Tiba-tiba saya pun terpaku. Pikiran saya melayang jauh, dibalik megahnya Ibu Kota. Dibalik hinggar binggar gaya kehidupan Jakarta, dan demo buruh setiap hari. Saya masih mendengar orang yang dalam satu hari mendapatkan lima puluh ribu rupiah pun tidak pasti. Tetapi beliau dengan santai dan masih terlihat tegar menghadapi hari-harinya.
“Bu kayak gini itu ijinnya gimana sih?” saya kembali bertanya kepada beliau.” Kita di Taman Mini Indonesia Indah ini ada groupnya mas. Jumlah total untuk semua badut ini adalah 35 orang. Dengan pembagian masing-masing group ini berjumlah 7 orang. Nanti disebar ke semua area. Kebetulan saya dapat di area Taman anak-anak” Ibunya pun dengan antusias menjawab pertanyaan saya.
“ Oh gitu ya bu. Trus digaji sama Taman Mini Indonesia Indah gak bu?” Saya menimpalinya kembali. “ Gak mas, gak digaji kok. Gaji kita ya dari orang ngajak foto kita. Tetapi namanya orang mah ada yang mau ngasih ada yang enggak. Kita mah ikhlas aja.” Ibu Syiah menjawab dengan jelas. Walau aku tahu ada binar kesedihan yang sepertinya menancap dalam pada hati yang terdalam.
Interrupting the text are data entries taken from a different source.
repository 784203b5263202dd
pub mod handlers;
pub mod routes;
pub mod state;

pub use routes::create_router;
pub use state::AppState;
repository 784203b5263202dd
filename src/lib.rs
pub mod api;
pub mod config;
pub mod db;
pub mod error;
pub mod middleware;
pub mod models;
pub mod services;
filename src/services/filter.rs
use std::{cmp::Ordering, str::FromStr};

use serde::{Deserialize, Serialize};

use crate::{
    error::AppError,
    models::{Genre, Platform, Title, TitleType},
};

/// Which title types a query keeps
#[derive(Debug, Clone, Copy, PartialEq, Eq, Default, Serialize, Deserialize)]
#[serde(rename_all = "lowercase")]
pub enum TypeFilter {
    #[default]
    All,
    Movie,
    Series,
}

impl TypeFilter {
    fn accepts(&self, title_type: TitleType) -> bool {
        match self {
            TypeFilter::All => true,
            TypeFilter::Movie => title_type == TitleType::Movie,
            TypeFilter::Series => title_type == TitleType::Series,
        }
    }
}

impl FromStr for TypeFilter {
    type Err = AppError;

    fn from_str(s: &str) -> Result<Self, Self::Err> {
        match s.to_ascii_lowercase().as_str() {
            "" | "all" => Ok(TypeFilter::All),
            other => other.parse::<TitleType>().map(|title_type| match title_type {
                TitleType::Movie => TypeFilter::Movie,
                TitleType::Series => TypeFilter::Series,
            }),
        }
    }
}

/// Result ordering
#[derive(Debug, Clone, Copy, PartialEq, Eq, Default, Serialize, Deserialize)]
#[serde(rename_all = "lowercase")]
pub enum SortKey {
    /// Title, A-Z
    Title,
    /// Release year, newest first
    Year,
    /// Rating, highest first
    #[default]
    Rating,
    /// Price, cheapest first
    Price,
}

impl SortKey {
    fn compare(&self, a: &Title, b: &Title) -> Ordering {
        match self {
            SortKey::Title => compare_titles(&a.title, &b.title),
            SortKey::Year => b.release_year.cmp(&a.release_year),
            SortKey::Rating => b.rating.total_cmp(&a.rating),
            SortKey::Price => a.price.total_cmp(&b.price),
        }
    }
}

impl FromStr for SortKey {
    type Err = AppError;

    fn from_str(s: &str) -> Result<Self, Self::Err> {
        match s.to_ascii_lowercase().as_str() {
            "title" => Ok(SortKey::Title),
            "year" => Ok(SortKey::Year),
            "" | "rating" => Ok(SortKey::Rating),
            "price" => Ok(SortKey::Price),
            other => Err(AppError::Validation(format!("Unknown sort key: {}", other))),
        }
    }
}

fn compare_titles(a: &str, b: &str) -> Ordering {
    a.to_lowercase()
        .cmp(&b.to_lowercase())
        .then_with(|| a.cmp(b))
}

/// Browse parameters for the catalog
#[derive(Debug, Clone, Default, PartialEq)]
pub struct CatalogQuery {
    /// Case-insensitive text matched against title, description, cast and director
    pub search: String,
    pub genre: Option<Genre>,
    pub platform: Option<Platform>,
    pub title_type: TypeFilter,
    pub sort: SortKey,
}

impl CatalogQuery {
    /// True when any filter narrows the result (sorting alone does not count)
    pub fn is_filtered(&self) -> bool {
        !self.search.is_empty()
            || self.genre.is_some()
            || self.platform.is_some()
            || self.title_type != TypeFilter::All
    }

    fn matches(&self, title: &Title, needle: &str) -> bool {
        matches_search(title, needle)
            && self.genre.map_or(true, |genre| title.genre == genre)
            && self
                .platform
                .map_or(true, |platform| title.is_available_on(platform))
            && self.title_type.accepts(title.title_type())
    }
}

/// `needle` must already be lower-cased
fn matches_search(title: &Title, needle: &str) -> bool {
    if needle.is_empty() {
        return true;
    }
    title.title.to_lowercase().contains(needle)
        || title.description.to_lowercase().contains(needle)
        || title
            .cast
            .iter()
            .any(|actor| actor.to_lowercase().contains(needle))
        || title.director.to_lowercase().contains(needle)
}

/// Filters `titles` by `query` and orders the matches.
///
/// The sort is stable: titles that compare equal keep their input order.
pub fn filter_and_sort<'a>(titles: &'a [Title], query: &CatalogQuery) -> Vec<&'a Title> {
    let needle = query.search.to_lowercase();

    let mut matches: Vec<&Title> = titles
        .iter()
        .filter(|title| query.matches(title, &needle))
        .collect();

    matches.sort_by(|a, b| query.sort.compare(a, b));

    tracing::debug!(
        search = %query.search,
        genre = ?query.genre,
        platform = ?query.platform,
        title_type = ?query.title_type,
        sort = ?query.sort,
        matched = matches.len(),
        "Filtered catalog"
    );

    matches
}
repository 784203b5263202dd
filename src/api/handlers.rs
use axum::{
    extract::{Path, Query, State},
    http::StatusCode,
    Extension, Json,
};
use serde::{Deserialize, Serialize};
use serde_json::{json, Value};

use crate::error::{AppError, AppResult};
use crate::middleware::request_id::RequestId;
use crate::models::{Genre, Platform, ProfileUpdate, Title, User};
use crate::services::{
    dashboard::{self, DashboardSummary},
    filter_and_sort, purchase, session, CatalogQuery, LibraryStore, Profile, PurchaseIntent,
};

use super::AppState;

// Request/Response types

#[derive(Debug, Default, Deserialize)]
pub struct TitleParams {
    pub q: Option<String>,
    pub genre: Option<String>,
    pub platform: Option<String>,
    #[serde(rename = "type")]
    pub title_type: Option<String>,
    pub sort: Option<String>,
}

/// An empty string means "no filter", the same as leaving the parameter out
fn parse_filter<T>(value: Option<&str>) -> AppResult<Option<T>>
where
    T: std::str::FromStr<Err = AppError>,
{
    match value {
        None | Some("") => Ok(None),
        Some(value) => value.parse().map(Some),
    }
}

impl TryFrom<TitleParams> for CatalogQuery {
    type Error = AppError;

    fn try_from(params: TitleParams) -> AppResult<Self> {
        Ok(Self {
            search: params.q.unwrap_or_default(),
            genre: parse_filter(params.genre.as_deref())?,
            platform: parse_filter(params.platform.as_deref())?,
            title_type: parse_filter(params.title_type.as_deref())?.unwrap_or_default(),
            sort: parse_filter(params.sort.as_deref())?.unwrap_or_default(),
        })
    }
}

/// A title as shown on a card, with the signed-in user's relation to it
#[derive(Debug, Serialize)]
pub struct TitleCard {
    #[serde(flatten)]
    pub title: Title,
    pub runtime: String,
    pub in_watchlist: bool,
    pub purchased: bool,
}

impl TitleCard {
    fn new(title: &Title, library: &LibraryStore) -> Self {
        Self {
            title: title.clone(),
            runtime: dashboard::runtime_label(title),
            in_watchlist: library.is_in_watchlist(&title.id),
            purchased: library.is_purchased(&title.id),
        }
    }
}

#[derive(Debug, Serialize)]
pub struct TitleListResponse {
    pub count: usize,
    pub total: usize,
    pub filtered: bool,
    pub titles: Vec<TitleCard>,
}

#[derive(Debug, Deserialize)]
pub struct LoginRequest {
    #[serde(default)]
    pub email: String,
    #[serde(default)]
    pub password: String,
}

#[derive(Debug, Deserialize)]
pub struct SignupRequest {
    #[serde(default)]
    pub email: String,
    #[serde(default)]
    pub password: String,
    #[serde(default)]
    pub name: String,
}

#[derive(Debug, Deserialize)]
pub struct TitleRef {
    pub title_id: String,
}

#[derive(Debug, Default, Deserialize)]
pub struct WatchlistParams {
    pub q: Option<String>,
    pub genre: Option<String>,
}

#[derive(Debug, Serialize)]
pub struct WatchlistResponse {
    pub count: usize,
    pub genres: Vec<Genre>,
    pub titles: Vec<TitleCard>,
}

#[derive(Debug, Serialize)]
pub struct PurchasesResponse {
    pub count: usize,
    pub total_spent: f64,
    pub titles: Vec<Title>,
}

fn require_user(profile: &Profile) -> AppResult<&User> {
    profile.current_user().ok_or(AppError::Unauthorized)
}

fn watchlist_response(
    library: &LibraryStore,
    params: WatchlistParams,
) -> AppResult<WatchlistResponse> {
    let genre = parse_filter::<Genre>(params.genre.as_deref())?;
    let search = params.q.unwrap_or_default();
    let watchlist = library.watchlist();

    let titles: Vec<TitleCard> = dashboard::filter_watchlist(watchlist, &search, genre)
        .into_iter()
        .map(|title| TitleCard::new(title, library))
        .collect();

    Ok(WatchlistResponse {
        count: watchlist.len(),
        genres: dashboard::watchlist_genres(watchlist),
        titles,
    })
}

// Handlers

/// Health check endpoint
pub async fn health_check() -> (StatusCode, Json<Value>) {
    (StatusCode::OK, Json(json!({ "status": "healthy" })))
}

/// Browse the catalog
pub async fn list_titles(
    State(state): State<AppState>,
    Query(params): Query<TitleParams>,
) -> AppResult<Json<TitleListResponse>> {
    let query = CatalogQuery::try_from(params)?;
    let profile = state.profile.read().await;

    let titles: Vec<TitleCard> = filter_and_sort(state.catalog.titles(), &query)
        .into_iter()
        .map(|title| TitleCard::new(title, &profile.library))
        .collect();

    Ok(Json(TitleListResponse {
        count: titles.len(),
        total: state.catalog.len(),
        filtered: query.is_filtered(),
        titles,
    }))
}

/// Title details
pub async fn get_title(
    State(state): State<AppState>,
    Path(id): Path<String>,
) -> AppResult<Json<TitleCard>> {
    let title = state.catalog.require(&id)?;
    let profile = state.profile.read().await;
    Ok(Json(TitleCard::new(title, &profile.library)))
}

pub async fn list_genres() -> Json<Vec<Genre>> {
    Json(Genre::ALL.to_vec())
}

pub async fn list_platforms() -> Json<Vec<Platform>> {
    Json(Platform::ALL.to_vec())
}

/// Mock login. The simulated latency only holds up this request.
pub async fn login(
    State(state): State<AppState>,
    Extension(request_id): Extension<RequestId>,
    Json(request): Json<LoginRequest>,
) -> AppResult<Json<User>> {
    tracing::info!(request_id = %request_id, email = %request.email, "Processing login");

    let delay = state.profile.read().await.session.auth_delay();
    let user = session::authenticate(&request.email, &request.password, delay).await?;
    let user = state.profile.write().await.activate(user).await;

    Ok(Json(user))
}

/// Mock signup
pub async fn signup(
    State(state): State<AppState>,
    Extension(request_id): Extension<RequestId>,
    Json(request): Json<SignupRequest>,
) -> AppResult<(StatusCode, Json<User>)> {
    tracing::info!(request_id = %request_id, email = %request.email, "Processing signup");

    let delay = state.profile.read().await.session.auth_delay();
    let user =
        session::register(&request.email, &request.password, &request.name, delay).await?;
    let user = state.profile.write().await.activate(user).await;

    Ok((StatusCode::CREATED, Json(user)))
}

pub async fn logout(State(state): State<AppState>) -> StatusCode {
    state.profile.write().await.logout().await;
    StatusCode::NO_CONTENT
}

/// The signed-in user
pub async fn get_me(State(state): State<AppState>) -> AppResult<Json<User>> {
    let profile = state.profile.read().await;
    Ok(Json(require_user(&profile)?.clone()))
}

/// Merge a partial profile update into the signed-in user
pub async fn update_me(
    State(state): State<AppState>,
    Json(update): Json<ProfileUpdate>,
) -> AppResult<Json<User>> {
    let mut profile = state.profile.write().await;
    let user = profile
        .update_profile(update)
        .await
        .ok_or(AppError::Unauthorized)?;
    Ok(Json(user))
}

pub async fn get_watchlist(
    State(state): State<AppState>,
    Query(params): Query<WatchlistParams>,
) -> AppResult<Json<WatchlistResponse>> {
    let profile = state.profile.read().await;
    require_user(&profile)?;
    Ok(Json(watchlist_response(&profile.library, params)?))
}

pub async fn add_to_watchlist(
    State(state): State<AppState>,
    Json(request): Json<TitleRef>,
) -> AppResult<(StatusCode, Json<WatchlistResponse>)> {
    let title = state.catalog.require(&request.title_id)?.clone();
    let mut profile = state.profile.write().await;
    require_user(&profile)?;

    profile.library.add_to_watchlist(title).await;

    let response = watchlist_response(&profile.library, WatchlistParams::default())?;
    Ok((StatusCode::CREATED, Json(response)))
}

pub async fn remove_from_watchlist(
    State(state): State<AppState>,
    Path(id): Path<String>,
) -> AppResult<Json<WatchlistResponse>> {
    let mut profile = state.profile.write().await;
    require_user(&profile)?;

    profile.library.remove_from_watchlist(&id).await;

    Ok(Json(watchlist_response(
        &profile.library,
        WatchlistParams::default(),
    )?))
}

pub async fn clear_watchlist(State(state): State<AppState>) -> AppResult<StatusCode> {
    let mut profile = state.profile.write().await;
    require_user(&profile)?;
    profile.library.clear_watchlist().await;
    Ok(StatusCode::NO_CONTENT)
}

pub async fn get_purchases(
    State(state): State<AppState>,
) -> AppResult<Json<PurchasesResponse>> {
    let profile = state.profile.read().await;
    require_user(&profile)?;

    let titles = profile.library.purchased().to_vec();
    Ok(Json(PurchasesResponse {
        count: titles.len(),
        total_spent: profile.library.total_spent(),
        titles,
    }))
}

/// Start a simulated purchase. Works without a session.
pub async fn create_purchase(
    State(state): State<AppState>,
    Json(request): Json<TitleRef>,
) -> AppResult<Json<PurchaseIntent>> {
    let title = state.catalog.require(&request.title_id)?;
    let mut profile = state.profile.write().await;
    let intent = purchase(&mut profile, title, state.record_purchases).await;
    Ok(Json(intent))
}

pub async fn get_dashboard(
    State(state): State<AppState>,
) -> AppResult<Json<DashboardSummary>> {
    let profile = state.profile.read().await;
    let user = require_user(&profile)?;
    Ok(Json(DashboardSummary::build(user, &profile.library)))
}
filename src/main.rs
use std::sync::Arc;

use tracing_subscriber::{layer::SubscriberExt, util::SubscriberInitExt, EnvFilter};

use cinehub::api::{create_router, AppState};
use cinehub::config::Config;
use cinehub::db::{create_redis_client, KeyValueStorage, MemoryStorage, RedisStorage};
use cinehub::services::{Catalog, Profile};

fn init_tracing(json: bool) {
    let filter = EnvFilter::try_from_default_env()
        .unwrap_or_else(|_| EnvFilter::new("cinehub=info,tower_http=info"));

    if json {
        tracing_subscriber::registry()
            .with(filter)
            .with(tracing_subscriber::fmt::layer().json())
            .init();
    } else {
        tracing_subscriber::registry()
            .with(filter)
            .with(tracing_subscriber::fmt::layer())
            .init();
    }
}

async fn open_storage(config: &Config) -> anyhow::Result<Arc<dyn KeyValueStorage>> {
    match &config.redis_url {
        Some(url) => {
            let client = create_redis_client(url)?;
            Ok(Arc::new(RedisStorage::connect(client).await?))
        }
        None => {
            tracing::warn!("REDIS_URL not set, profile data will not survive a restart");
            Ok(Arc::new(MemoryStorage::new()))
        }
    }
}

#[tokio::main]
async fn main() -> anyhow::Result<()> {
    let config = Config::from_env()?;
    init_tracing(config.log_json);

    let storage = open_storage(&config).await?;
    tracing::info!(backend = storage.backend(), "Storage ready");

    let catalog = Catalog::builtin()?;
    let mut profile = Profile::new(storage, &config.storage_namespace, config.auth_delay());
    profile.restore().await;

    let state = AppState::new(catalog, profile, config.record_purchases);
    let app = create_router(state);

    let listener = tokio::net::TcpListener::bind(config.bind_address()).await?;
    tracing::info!(address = %config.bind_address(), "Server running");
    axum::serve(listener, app)
        .with_graceful_shutdown(async {
            tokio::signal::ctrl_c().await.ok();
            tracing::info!("Shutting down");
        })
        .await?;

    Ok(())
}
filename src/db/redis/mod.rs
pub mod storage;

pub use storage::create_redis_client;
pub use storage::RedisStorage;
use axum::{
    middleware,
    routing::{delete, get, post},
    Router,
};
use tower::ServiceBuilder;
use tower_http::{cors::CorsLayer, trace::TraceLayer};

use crate::middleware::request_id::{make_span_with_request_id, request_id_middleware};

use super::handlers;
use super::AppState;

/// Creates the main API router with all routes
pub fn create_router(state: AppState) -> Router {
    Router::new()
        .route("/health", get(handlers::health_check))
        .nest("/api/v1", api_routes())
        .with_state(state)
        .layer(
            ServiceBuilder::new()
                .layer(CorsLayer::permissive())
                .layer(middleware::from_fn(request_id_middleware))
                .layer(TraceLayer::new_for_http().make_span_with(make_span_with_request_id)),
        )
}

/// API routes under /api/v1
fn api_routes() -> Router<AppState> {
    Router::new()
        // Catalog
        .route("/titles", get(handlers::list_titles))
        .route("/titles/:id", get(handlers::get_title))
        .route("/genres", get(handlers::list_genres))
        .route("/platforms", get(handlers::list_platforms))
        // Session
        .route("/auth/login", post(handlers::login))
        .route("/auth/signup", post(handlers::signup))
        .route("/auth/logout", post(handlers::logout))
        .route("/me", get(handlers::get_me).patch(handlers::update_me))
        // Library
        .route(
            "/watchlist",
            get(handlers::get_watchlist)
                .post(handlers::add_to_watchlist)
                .delete(handlers::clear_watchlist),
        )
        .route("/watchlist/:id", delete(handlers::remove_from_watchlist))
        .route(
            "/purchases",
            get(handlers::get_purchases).post(handlers::create_purchase),
        )
        .route("/dashboard", get(handlers::get_dashboard))
}
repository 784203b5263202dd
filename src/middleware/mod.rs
pub mod request_id;
use serde::{Deserialize, Serialize};
use std::{fmt::Display, str::FromStr};

use crate::error::AppError;

/// Genre of a catalog title
#[derive(Debug, Clone, Copy, PartialEq, Eq, Hash, Serialize, Deserialize)]
pub enum Genre {
    Action,
    Adventure,
    Animation,
    Comedy,
    Crime,
    Documentary,
    Drama,
    Fantasy,
    Horror,
    Romance,
    #[serde(rename = "Sci-Fi")]
    SciFi,
    Thriller,
}

impl Genre {
    pub const ALL: [Genre; 12] = [
        Genre::Action,
        Genre::Adventure,
        Genre::Animation,
        Genre::Comedy,
        Genre::Crime,
        Genre::Documentary,
        Genre::Drama,
        Genre::Fantasy,
        Genre::Horror,
        Genre::Romance,
        Genre::SciFi,
        Genre::Thriller,
    ];

    pub fn as_str(&self) -> &'static str {
        match self {
            Genre::Action => "Action",
            Genre::Adventure => "Adventure",
            Genre::Animation => "Animation",
            Genre::Comedy => "Comedy",
            Genre::Crime => "Crime",
            Genre::Documentary => "Documentary",
            Genre::Drama => "Drama",
            Genre::Fantasy => "Fantasy",
            Genre::Horror => "Horror",
            Genre::Romance => "Romance",
            Genre::SciFi => "Sci-Fi",
            Genre::Thriller => "Thriller",
        }
    }
}

impl Display for Genre {
    fn fmt(&self, f: &mut std::fmt::Formatter<'_>) -> std::fmt::Result {
        f.write_str(self.as_str())
    }
}

impl FromStr for Genre {
    type Err = AppError;

    fn from_str(s: &str) -> Result<Self, Self::Err> {
        Genre::ALL
            .into_iter()
            .find(|genre| genre.as_str().eq_ignore_ascii_case(s))
            .ok_or_else(|| AppError::Validation(format!("Unknown genre: {}", s)))
    }
}

/// Streaming platform a title can be watched on
#[derive(Debug, Clone, Copy, PartialEq, Eq, Hash, Serialize, Deserialize)]
pub enum Platform {
    Netflix,
    Prime,
    #[serde(rename = "Disney+")]
    DisneyPlus,
    Hulu,
    #[serde(rename = "HBO Max")]
    HboMax,
    #[serde(rename = "Apple TV+")]
    AppleTvPlus,
}

impl Platform {
    pub const ALL: [Platform; 6] = [
        Platform::Netflix,
        Platform::Prime,
        Platform::DisneyPlus,
        Platform::Hulu,
        Platform::HboMax,
        Platform::AppleTvPlus,
    ];

    pub fn as_str(&self) -> &'static str {
        match self {
            Platform::Netflix => "Netflix",
            Platform::Prime => "Prime",
            Platform::DisneyPlus => "Disney+",
            Platform::Hulu => "Hulu",
            Platform::HboMax => "HBO Max",
            Platform::AppleTvPlus => "Apple TV+",
        }
    }
}

impl Display for Platform {
    fn fmt(&self, f: &mut std::fmt::Formatter<'_>) -> std::fmt::Result {
        f.write_str(self.as_str())
    }
}

impl FromStr for Platform {
    type Err = AppError;

    fn from_str(s: &str) -> Result<Self, Self::Err> {
        Platform::ALL
            .into_iter()
            .find(|platform| platform.as_str().eq_ignore_ascii_case(s))
            .ok_or_else(|| AppError::Validation(format!("Unknown platform: {}", s)))
    }
}

#[derive(Debug, Clone, Copy, Serialize, Deserialize, PartialEq, Eq)]
#[serde(rename_all = "lowercase")]
pub enum TitleType {
    Movie,
    Series,
}

impl FromStr for TitleType {
    type Err = AppError;

    fn from_str(s: &str) -> Result<Self, Self::Err> {
        match s.to_ascii_lowercase().as_str() {
            "movie" => Ok(TitleType::Movie),
            "series" => Ok(TitleType::Series),
            other => Err(AppError::Validation(format!("Unknown title type: {}", other))),
        }
    }
}

/// Type-specific runtime information, tagged by the `type` field
#[derive(Debug, Clone, Copy, Serialize, Deserialize, PartialEq)]
#[serde(tag = "type", rename_all = "lowercase")]
pub enum Format {
    Movie {
        /// Running time in minutes
        duration: u32,
    },
    Series {
        seasons: u32,
        episodes: u32,
    },
}

/// A movie or series in the catalog
#[derive(Debug, Clone, Serialize, Deserialize, PartialEq)]
pub struct Title {
    pub id: String,
    pub title: String,
    pub genre: Genre,
    pub release_year: i32,
    /// Average rating on a 0-10 scale
    pub rating: f64,
    /// Purchase price in dollars
    pub price: f64,
    #[serde(flatten)]
    pub format: Format,
    pub cast: Vec<String>,
    pub director: String,
    pub description: String,
    pub poster: String,
    pub trailer: String,
    pub available_on: Vec<Platform>,
}

impl Title {
    pub fn title_type(&self) -> TitleType {
        match self.format {
            Format::Movie { .. } => TitleType::Movie,
            Format::Series { .. } => TitleType::Series,
        }
    }

    pub fn is_available_on(&self, platform: Platform) -> bool {
        self.available_on.contains(&platform)
    }
}
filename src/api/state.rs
use std::sync::Arc;
use std::time::Duration;

use tokio::sync::RwLock;

use crate::db::{KeyValueStorage, MemoryStorage};
use crate::error::AppResult;
use crate::services::{Catalog, Profile};

/// Shared application state
#[derive(Clone)]
pub struct AppState {
    /// Immutable title list
    pub catalog: Arc<Catalog>,
    /// The browser profile served by this process
    pub profile: Arc<RwLock<Profile>>,
    /// Append titles to the purchased list when a purchase is started
    pub record_purchases: bool,
}

impl AppState {
    pub fn new(catalog: Catalog, profile: Profile, record_purchases: bool) -> Self {
        Self {
            catalog: Arc::new(catalog),
            profile: Arc::new(RwLock::new(profile)),
            record_purchases,
        }
    }

    /// Builtin catalog over in-memory storage, without login latency
    pub fn in_memory() -> AppResult<Self> {
        let storage: Arc<dyn KeyValueStorage> = Arc::new(MemoryStorage::new());
        let profile = Profile::new(storage, "cinehub", Duration::ZERO);
        Ok(Self::new(Catalog::builtin()?, profile, false))
    }
}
Menjadi badut sebenarnya tidak pernah mudah. Dibalik gemerlap Taman Mini Indonesia Indah masih ada sudut-sudut yang terkadang tidak pernah terbaca oleh orang awam. Baginya badut adalah sebuah keceriaan. Penghias latar foto suatu tempat agar lebih indah. Dari beberapa jam saya duduk disana. Rata-rata pengunjung memberikan uang dua ribu rupiah sampai lima ribu rupiah. Yang berbaik hati memberi lebih. Tetapi masih bisa dihitung jari.
Berat kostum, panasnya cuaca juga menjadi kendala saat kita menjadi badut. Gerahnya badan saat memakai kostum sungguh terasa jelas. Tinggal bagaimana kekuatan kebutuhan uang yang mampu membuatnya terus berdiri, Jika cicilan banyak maka dia rela berdiri delapan jam asal uangnya terkumpul. Jika tidak butuh uang dan hanya ingin makan, maka siang pun mereka pulang. Mungkin hanya badut laki-laki yang bertahan, Permasalahan saya sebenarnya bukan soal perihal berapa Jumlah uang yang kita dapat. Tetapi bagaimana selama ini apakah kita sudah bersyukur. Apakah dalam setiap perjalananmu engkau sudah menemukan makna.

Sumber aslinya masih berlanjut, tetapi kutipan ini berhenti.